## [Work request]
Check the records below line by line. Give the count of lines with "impl", and nothing else.

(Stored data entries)
——————
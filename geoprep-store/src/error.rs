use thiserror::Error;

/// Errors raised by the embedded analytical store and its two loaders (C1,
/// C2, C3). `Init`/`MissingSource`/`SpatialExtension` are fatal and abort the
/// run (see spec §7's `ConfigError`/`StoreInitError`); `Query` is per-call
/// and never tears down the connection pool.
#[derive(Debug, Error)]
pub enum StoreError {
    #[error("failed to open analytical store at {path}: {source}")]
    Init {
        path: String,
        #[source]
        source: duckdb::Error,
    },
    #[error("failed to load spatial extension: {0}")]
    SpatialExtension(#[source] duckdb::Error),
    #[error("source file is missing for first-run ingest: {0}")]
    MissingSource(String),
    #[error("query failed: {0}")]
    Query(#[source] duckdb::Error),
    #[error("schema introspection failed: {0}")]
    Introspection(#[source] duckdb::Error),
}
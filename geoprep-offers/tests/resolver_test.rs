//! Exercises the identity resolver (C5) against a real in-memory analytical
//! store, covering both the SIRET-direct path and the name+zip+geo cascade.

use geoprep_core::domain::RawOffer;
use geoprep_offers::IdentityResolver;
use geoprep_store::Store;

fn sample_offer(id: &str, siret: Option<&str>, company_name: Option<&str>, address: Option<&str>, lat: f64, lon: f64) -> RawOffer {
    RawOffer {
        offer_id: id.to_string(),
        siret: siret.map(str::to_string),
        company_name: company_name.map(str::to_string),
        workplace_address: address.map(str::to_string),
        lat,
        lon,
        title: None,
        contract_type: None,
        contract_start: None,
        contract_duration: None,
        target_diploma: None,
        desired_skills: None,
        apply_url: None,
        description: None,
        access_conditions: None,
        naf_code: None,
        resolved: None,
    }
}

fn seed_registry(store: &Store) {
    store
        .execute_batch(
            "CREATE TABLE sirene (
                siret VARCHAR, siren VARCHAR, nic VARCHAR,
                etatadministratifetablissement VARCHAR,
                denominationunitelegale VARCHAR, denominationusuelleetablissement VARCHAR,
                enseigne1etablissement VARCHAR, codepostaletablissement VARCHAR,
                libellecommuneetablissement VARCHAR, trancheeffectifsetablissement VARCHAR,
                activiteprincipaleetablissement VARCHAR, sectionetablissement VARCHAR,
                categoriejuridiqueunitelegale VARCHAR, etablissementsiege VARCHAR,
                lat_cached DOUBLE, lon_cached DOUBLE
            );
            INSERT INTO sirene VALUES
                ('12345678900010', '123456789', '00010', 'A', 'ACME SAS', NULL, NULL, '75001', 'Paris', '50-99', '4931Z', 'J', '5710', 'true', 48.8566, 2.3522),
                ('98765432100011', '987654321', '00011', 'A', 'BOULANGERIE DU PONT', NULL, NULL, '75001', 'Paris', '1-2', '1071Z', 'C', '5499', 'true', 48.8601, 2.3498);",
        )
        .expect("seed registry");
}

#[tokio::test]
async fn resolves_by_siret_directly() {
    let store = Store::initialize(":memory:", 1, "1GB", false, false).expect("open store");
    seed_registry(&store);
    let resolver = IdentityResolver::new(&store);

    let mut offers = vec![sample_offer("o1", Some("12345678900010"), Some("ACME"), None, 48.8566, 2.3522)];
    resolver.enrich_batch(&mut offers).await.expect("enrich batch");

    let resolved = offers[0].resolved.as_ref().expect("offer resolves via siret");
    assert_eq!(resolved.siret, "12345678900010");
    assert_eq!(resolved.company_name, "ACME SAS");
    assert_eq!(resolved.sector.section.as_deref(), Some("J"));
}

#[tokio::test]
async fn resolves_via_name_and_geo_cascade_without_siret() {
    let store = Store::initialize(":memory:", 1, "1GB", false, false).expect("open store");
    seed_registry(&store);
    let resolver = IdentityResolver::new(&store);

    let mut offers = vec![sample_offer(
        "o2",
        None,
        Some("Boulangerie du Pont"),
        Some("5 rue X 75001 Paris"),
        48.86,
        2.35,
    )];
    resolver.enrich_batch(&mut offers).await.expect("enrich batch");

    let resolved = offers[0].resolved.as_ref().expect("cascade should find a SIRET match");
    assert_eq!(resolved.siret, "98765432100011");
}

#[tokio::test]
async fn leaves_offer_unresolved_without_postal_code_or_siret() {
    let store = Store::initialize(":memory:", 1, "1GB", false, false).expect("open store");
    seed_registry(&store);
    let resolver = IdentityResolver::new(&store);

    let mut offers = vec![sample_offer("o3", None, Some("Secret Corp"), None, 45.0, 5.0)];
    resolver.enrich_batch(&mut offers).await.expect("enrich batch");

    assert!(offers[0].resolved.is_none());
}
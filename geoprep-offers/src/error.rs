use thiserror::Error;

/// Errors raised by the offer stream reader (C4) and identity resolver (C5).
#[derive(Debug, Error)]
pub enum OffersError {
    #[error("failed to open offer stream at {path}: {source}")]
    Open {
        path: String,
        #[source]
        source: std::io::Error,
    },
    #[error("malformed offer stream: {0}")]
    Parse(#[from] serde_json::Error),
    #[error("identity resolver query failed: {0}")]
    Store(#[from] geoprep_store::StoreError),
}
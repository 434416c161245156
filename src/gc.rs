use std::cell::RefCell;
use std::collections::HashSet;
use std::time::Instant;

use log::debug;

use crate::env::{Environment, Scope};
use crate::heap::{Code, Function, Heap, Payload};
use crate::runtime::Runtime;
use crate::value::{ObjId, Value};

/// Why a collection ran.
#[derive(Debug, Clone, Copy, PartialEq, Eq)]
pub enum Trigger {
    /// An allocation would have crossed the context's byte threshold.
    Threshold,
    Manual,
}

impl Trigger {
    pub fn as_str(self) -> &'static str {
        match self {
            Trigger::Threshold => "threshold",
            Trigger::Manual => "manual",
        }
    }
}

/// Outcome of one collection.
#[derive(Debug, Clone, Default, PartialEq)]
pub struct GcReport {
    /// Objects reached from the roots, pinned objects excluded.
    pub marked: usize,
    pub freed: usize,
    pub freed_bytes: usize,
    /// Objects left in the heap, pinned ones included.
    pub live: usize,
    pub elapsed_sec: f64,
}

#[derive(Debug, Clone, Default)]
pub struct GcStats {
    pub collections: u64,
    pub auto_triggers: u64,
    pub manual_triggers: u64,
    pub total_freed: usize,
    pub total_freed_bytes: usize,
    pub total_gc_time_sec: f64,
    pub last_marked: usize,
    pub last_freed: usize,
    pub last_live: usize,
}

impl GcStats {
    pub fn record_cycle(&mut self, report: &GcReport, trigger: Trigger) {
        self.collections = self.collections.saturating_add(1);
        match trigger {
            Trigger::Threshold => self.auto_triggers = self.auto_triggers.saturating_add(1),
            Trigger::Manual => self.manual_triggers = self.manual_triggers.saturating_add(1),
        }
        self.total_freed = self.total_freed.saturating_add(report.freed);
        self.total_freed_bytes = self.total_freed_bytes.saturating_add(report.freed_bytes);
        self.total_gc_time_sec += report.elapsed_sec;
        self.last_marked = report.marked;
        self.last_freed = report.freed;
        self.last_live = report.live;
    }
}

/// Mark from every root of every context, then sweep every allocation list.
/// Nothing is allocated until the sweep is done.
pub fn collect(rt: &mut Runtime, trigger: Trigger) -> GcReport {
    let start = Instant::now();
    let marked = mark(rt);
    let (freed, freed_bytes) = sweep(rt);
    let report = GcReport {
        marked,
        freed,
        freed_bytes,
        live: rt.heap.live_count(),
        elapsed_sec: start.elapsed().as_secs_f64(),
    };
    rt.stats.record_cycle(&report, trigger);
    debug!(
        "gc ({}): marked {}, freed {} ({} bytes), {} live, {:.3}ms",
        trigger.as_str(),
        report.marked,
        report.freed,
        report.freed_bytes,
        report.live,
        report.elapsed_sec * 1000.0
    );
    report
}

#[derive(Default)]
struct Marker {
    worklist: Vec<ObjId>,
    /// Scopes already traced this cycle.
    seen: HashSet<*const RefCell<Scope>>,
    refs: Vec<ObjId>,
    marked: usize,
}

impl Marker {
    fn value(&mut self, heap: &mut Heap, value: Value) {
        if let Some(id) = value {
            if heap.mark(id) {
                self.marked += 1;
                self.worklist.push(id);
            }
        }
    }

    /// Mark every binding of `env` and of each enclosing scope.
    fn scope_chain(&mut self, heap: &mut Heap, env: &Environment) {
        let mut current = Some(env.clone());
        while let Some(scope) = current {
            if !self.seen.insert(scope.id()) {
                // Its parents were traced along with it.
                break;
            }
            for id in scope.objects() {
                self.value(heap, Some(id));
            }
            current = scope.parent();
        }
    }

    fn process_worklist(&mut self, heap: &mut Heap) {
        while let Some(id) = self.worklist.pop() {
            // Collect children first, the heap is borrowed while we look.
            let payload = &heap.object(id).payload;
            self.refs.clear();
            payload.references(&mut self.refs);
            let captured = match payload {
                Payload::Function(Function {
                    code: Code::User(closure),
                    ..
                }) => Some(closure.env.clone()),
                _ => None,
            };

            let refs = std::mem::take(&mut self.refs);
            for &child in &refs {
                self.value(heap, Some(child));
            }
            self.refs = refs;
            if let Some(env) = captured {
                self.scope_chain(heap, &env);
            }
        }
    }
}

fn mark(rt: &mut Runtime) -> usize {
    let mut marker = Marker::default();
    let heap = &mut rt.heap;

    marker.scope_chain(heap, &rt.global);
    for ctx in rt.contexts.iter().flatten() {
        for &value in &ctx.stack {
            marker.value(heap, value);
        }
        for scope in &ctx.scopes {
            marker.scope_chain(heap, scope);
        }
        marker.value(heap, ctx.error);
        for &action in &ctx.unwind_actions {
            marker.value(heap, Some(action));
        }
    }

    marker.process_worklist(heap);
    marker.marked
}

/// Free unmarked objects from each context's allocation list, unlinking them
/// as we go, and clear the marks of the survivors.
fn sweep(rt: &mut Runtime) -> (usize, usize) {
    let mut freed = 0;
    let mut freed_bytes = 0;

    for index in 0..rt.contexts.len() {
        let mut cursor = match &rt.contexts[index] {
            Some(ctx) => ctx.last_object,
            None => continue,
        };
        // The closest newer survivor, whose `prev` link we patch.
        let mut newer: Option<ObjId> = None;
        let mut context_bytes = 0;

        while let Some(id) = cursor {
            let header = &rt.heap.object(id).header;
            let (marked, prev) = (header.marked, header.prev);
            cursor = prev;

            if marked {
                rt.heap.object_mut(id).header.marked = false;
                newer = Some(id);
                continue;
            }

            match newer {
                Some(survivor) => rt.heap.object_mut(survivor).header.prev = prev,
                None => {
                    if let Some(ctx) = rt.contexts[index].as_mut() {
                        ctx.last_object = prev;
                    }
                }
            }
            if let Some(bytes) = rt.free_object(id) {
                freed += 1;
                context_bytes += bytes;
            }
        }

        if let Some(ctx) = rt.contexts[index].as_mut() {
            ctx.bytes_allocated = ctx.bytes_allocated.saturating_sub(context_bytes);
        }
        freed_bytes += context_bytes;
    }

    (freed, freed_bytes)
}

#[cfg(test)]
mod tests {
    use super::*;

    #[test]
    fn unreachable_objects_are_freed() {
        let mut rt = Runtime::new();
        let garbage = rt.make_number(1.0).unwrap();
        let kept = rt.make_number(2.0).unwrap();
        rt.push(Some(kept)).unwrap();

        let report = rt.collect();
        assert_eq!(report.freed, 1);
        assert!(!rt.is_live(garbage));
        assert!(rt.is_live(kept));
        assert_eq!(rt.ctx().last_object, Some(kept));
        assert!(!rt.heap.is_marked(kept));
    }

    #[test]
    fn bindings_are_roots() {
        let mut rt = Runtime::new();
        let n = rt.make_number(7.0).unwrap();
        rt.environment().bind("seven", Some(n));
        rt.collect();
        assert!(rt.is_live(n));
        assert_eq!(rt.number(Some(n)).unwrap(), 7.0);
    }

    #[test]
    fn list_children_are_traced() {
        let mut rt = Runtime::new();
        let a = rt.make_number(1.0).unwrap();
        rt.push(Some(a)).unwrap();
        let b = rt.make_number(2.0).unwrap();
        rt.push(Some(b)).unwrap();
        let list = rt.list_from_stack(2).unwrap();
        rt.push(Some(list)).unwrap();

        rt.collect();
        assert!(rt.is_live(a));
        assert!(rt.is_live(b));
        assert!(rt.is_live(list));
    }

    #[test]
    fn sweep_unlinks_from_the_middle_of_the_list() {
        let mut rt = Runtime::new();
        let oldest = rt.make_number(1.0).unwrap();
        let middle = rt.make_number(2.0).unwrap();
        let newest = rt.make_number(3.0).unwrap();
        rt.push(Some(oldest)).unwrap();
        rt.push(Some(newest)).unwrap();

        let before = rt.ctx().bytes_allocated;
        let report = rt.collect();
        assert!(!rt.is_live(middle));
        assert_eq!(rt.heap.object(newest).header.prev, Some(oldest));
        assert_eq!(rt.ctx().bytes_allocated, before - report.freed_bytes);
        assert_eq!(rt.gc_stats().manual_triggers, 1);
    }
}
——————
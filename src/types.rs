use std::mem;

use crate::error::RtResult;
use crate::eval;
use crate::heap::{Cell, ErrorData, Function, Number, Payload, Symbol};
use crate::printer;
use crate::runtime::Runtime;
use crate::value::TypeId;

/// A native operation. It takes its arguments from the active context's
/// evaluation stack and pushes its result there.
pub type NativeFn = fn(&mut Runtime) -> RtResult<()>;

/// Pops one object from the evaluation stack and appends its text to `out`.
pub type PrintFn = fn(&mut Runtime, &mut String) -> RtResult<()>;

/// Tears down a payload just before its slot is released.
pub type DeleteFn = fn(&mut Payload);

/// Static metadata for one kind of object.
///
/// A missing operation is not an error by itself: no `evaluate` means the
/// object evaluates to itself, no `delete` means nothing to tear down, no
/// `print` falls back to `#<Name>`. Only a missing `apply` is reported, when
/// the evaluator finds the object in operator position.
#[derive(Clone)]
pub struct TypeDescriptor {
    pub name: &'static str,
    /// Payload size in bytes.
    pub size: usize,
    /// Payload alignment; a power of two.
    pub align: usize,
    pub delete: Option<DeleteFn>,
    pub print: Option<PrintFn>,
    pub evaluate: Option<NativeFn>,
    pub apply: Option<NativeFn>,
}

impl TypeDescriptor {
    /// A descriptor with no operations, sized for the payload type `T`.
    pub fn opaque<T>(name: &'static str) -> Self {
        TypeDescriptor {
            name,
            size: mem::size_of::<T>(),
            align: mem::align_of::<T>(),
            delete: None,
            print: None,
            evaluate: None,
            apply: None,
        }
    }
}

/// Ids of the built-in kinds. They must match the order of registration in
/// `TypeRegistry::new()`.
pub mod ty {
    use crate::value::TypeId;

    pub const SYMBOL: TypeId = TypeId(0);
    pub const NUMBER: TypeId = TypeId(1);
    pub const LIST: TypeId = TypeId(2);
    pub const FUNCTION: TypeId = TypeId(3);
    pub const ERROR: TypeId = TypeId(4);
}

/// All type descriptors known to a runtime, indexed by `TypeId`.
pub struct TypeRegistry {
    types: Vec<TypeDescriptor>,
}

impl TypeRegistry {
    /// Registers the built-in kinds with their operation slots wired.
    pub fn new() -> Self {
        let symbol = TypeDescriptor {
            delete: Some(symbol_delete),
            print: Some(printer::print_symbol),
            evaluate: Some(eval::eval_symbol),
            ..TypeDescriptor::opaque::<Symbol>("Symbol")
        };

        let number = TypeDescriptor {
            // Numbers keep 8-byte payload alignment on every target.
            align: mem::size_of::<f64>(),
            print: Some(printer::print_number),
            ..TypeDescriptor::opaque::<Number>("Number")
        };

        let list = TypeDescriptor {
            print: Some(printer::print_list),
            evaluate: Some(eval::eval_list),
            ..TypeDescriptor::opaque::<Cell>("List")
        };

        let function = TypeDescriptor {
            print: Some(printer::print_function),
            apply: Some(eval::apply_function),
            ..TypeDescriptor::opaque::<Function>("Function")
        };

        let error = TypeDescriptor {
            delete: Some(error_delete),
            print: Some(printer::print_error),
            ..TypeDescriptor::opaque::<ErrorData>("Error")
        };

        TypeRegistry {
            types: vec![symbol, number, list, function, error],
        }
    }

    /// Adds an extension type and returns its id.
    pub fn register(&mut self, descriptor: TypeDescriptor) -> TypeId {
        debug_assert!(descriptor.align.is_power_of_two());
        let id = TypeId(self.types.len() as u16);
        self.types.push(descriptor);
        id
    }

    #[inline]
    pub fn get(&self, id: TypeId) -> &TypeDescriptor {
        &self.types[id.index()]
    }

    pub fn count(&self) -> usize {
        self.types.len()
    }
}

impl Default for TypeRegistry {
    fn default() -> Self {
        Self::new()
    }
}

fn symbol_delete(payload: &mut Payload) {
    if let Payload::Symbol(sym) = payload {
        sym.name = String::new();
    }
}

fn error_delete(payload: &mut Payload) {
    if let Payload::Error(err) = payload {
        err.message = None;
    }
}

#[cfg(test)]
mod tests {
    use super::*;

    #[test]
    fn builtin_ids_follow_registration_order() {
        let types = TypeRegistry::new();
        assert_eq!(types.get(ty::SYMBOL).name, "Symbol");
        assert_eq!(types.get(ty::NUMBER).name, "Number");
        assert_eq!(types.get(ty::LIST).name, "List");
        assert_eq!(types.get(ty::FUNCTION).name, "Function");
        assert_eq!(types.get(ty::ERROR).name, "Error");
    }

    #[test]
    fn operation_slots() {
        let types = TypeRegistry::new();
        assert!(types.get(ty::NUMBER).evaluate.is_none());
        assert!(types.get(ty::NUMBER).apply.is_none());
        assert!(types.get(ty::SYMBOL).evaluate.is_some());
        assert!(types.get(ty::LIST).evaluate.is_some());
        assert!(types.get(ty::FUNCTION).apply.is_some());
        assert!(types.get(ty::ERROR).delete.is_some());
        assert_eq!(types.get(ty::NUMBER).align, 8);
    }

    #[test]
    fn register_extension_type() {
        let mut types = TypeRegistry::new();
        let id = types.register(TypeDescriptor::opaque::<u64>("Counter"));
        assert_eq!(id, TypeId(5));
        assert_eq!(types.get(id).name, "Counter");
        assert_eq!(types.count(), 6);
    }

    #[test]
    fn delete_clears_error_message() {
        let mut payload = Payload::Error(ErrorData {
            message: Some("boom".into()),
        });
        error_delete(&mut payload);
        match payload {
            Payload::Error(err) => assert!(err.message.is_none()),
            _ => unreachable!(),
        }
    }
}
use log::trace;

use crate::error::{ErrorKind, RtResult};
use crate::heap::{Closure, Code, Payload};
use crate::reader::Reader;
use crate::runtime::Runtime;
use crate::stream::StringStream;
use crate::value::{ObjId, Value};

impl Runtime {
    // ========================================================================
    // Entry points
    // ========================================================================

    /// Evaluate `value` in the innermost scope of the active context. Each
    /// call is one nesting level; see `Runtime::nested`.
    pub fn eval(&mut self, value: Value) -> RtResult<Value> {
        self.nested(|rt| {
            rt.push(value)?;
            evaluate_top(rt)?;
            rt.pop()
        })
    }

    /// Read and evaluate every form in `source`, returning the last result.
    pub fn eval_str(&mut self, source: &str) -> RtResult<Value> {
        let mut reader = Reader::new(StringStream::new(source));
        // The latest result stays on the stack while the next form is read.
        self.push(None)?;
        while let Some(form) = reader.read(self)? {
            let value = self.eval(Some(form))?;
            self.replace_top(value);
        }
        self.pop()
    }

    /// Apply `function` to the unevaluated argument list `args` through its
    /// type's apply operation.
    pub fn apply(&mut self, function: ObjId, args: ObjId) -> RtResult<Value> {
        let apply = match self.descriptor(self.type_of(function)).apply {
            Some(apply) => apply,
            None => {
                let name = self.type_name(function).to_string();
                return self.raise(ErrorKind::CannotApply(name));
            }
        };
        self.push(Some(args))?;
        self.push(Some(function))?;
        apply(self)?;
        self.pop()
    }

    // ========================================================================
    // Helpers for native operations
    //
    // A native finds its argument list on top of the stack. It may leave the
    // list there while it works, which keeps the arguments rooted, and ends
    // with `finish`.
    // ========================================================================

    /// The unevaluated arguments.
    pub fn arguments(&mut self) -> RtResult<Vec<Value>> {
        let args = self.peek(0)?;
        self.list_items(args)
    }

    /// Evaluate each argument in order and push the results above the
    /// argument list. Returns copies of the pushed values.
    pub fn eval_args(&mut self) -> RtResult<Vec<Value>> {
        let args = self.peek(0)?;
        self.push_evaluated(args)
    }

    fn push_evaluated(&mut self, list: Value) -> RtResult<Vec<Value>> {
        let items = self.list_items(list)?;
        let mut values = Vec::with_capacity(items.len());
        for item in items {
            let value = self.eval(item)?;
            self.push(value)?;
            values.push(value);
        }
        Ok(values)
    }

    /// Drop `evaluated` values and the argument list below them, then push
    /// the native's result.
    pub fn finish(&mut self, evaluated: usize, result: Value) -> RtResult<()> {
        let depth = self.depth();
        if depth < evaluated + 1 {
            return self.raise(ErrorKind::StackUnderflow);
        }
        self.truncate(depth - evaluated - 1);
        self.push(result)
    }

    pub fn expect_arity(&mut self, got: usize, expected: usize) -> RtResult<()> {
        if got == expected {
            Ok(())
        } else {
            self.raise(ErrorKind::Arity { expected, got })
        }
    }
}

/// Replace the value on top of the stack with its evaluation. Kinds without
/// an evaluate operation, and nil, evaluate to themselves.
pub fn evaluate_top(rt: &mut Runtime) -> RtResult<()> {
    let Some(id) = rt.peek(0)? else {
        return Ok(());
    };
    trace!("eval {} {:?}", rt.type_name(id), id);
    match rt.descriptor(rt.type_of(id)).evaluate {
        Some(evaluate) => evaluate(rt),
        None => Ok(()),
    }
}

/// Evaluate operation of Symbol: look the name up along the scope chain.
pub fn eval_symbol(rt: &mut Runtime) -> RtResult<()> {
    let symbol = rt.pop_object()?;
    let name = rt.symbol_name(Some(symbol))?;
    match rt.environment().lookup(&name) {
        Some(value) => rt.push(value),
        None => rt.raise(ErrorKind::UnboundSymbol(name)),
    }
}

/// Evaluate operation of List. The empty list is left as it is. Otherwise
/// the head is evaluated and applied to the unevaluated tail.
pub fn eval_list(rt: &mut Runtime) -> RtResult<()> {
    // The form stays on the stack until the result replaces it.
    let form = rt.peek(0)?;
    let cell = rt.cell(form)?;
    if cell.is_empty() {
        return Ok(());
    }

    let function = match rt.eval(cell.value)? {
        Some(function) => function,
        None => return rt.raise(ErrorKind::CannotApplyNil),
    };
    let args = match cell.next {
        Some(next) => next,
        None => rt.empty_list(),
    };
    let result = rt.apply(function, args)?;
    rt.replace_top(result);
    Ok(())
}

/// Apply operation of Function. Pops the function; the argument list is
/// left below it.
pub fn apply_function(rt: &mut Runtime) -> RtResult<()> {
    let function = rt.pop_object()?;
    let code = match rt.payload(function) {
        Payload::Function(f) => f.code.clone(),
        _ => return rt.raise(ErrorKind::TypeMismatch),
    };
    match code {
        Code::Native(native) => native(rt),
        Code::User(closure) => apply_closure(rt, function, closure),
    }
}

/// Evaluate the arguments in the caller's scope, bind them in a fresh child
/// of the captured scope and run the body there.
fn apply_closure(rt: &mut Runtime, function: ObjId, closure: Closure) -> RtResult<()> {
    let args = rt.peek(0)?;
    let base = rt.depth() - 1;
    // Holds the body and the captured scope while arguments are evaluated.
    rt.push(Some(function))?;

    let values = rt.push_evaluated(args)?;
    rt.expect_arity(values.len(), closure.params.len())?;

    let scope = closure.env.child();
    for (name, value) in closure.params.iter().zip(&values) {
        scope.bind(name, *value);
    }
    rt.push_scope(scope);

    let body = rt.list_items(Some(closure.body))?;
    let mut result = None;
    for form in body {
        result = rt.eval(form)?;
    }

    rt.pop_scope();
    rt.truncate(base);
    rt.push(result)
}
——————
## [Task solution]
7